My scale won't weigh me. 

I decided to check out how far out of control I've gotten and I can't.

Then I got up and saw in my reflection how low my belly is hanging and I wondered if I really need to know what I weigh.  I can already see that I am in trouble.

Where is my trigger?  When will I find it?

I hope my therapist can help me.  So far it's been great.  It is like having a friend to talk to.  I don't really have any of those.

I used to work with this lady that was a major motivator.  I wish she were still in my life.  Not for any great reason that I wish we were still friends, just on a selfish level that she never let me get away with giving up.  I get away with it with everyone else.  Sometimes I wonder if I am pushing things as far as I can?  When I was in high school I never did my assignments until the last minute until I had some sort of outside pressure. 

When I lost all the weight before I did it with the help of a trainer that kicked my ass.  Do I need someone to be accountable to?  Who?  I can't afford to pay anyone anymore like I did before. 

HELP.

I just don't know who I am anymore.  I was telling my therapist about how I usually react to things and just by telling her I realized I don't really react those ways now.  I've changed who I am and I know it is because of the weight.

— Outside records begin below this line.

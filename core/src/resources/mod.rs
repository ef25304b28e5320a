//! One method per congress.gov endpoint.
//!
//! Each method only names its path template, positional values, query
//! options, wrapper key and entity type; everything else is the shared
//! pipeline in [`CongressClient`]. List methods return exactly one page as
//! selected by `ListOptions` and never follow `pagination.next`.

use serde::de::DeserializeOwned;

use crate::client::CongressClient;
use crate::error::ApiResult;
use crate::request::{ListOptions, RequestBuilder};

mod amendments;
mod bills;
mod committee_prints;
mod committee_reports;
mod committees;
mod congress;
mod congressional_record;
mod crs_reports;
mod hearings;
mod house_votes;
mod laws;
mod members;
mod nominations;
mod summaries;
mod treaties;

impl CongressClient {
    fn get_one<T: DeserializeOwned>(&self, request: RequestBuilder, key: &str) -> ApiResult<T> {
        self.fetch_one(&request.build()?, key)
    }

    fn get_list<T: DeserializeOwned>(
        &self,
        request: RequestBuilder,
        options: &ListOptions,
        key: &str,
    ) -> ApiResult<Vec<T>> {
        self.fetch_many(&request.list(options).build()?, key)
    }
}
use crate::client::CongressClient;
use crate::error::ApiResult;
use crate::request::{ListOptions, RequestBuilder};
use crate::types::DailyCongressionalRecord;

impl CongressClient {
    pub fn list_daily_congressional_records(
        &self,
        options: &ListOptions,
    ) -> ApiResult<Vec<DailyCongressionalRecord>> {
        self.get_list(
            RequestBuilder::new("/daily-congressional-record"),
            options,
            "dailyCongressionalRecord",
        )
    }
}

Hmmmmm.  I think I am done ranting now.  First step, go find a scale that can weigh me.

Another First

 I started therapy today. 

Well, I actually started Saturday, but I wasn't happy with the person I was assigned and started over today.  I feel so much better with my new therapist, a woman.

Most of today was just spent crying.  I wish I could control that, but I guess I feel so hopeless and out of control it makes me sad.  


I really see me getting something out of seeing her, so in that way, I guess I am hopeful.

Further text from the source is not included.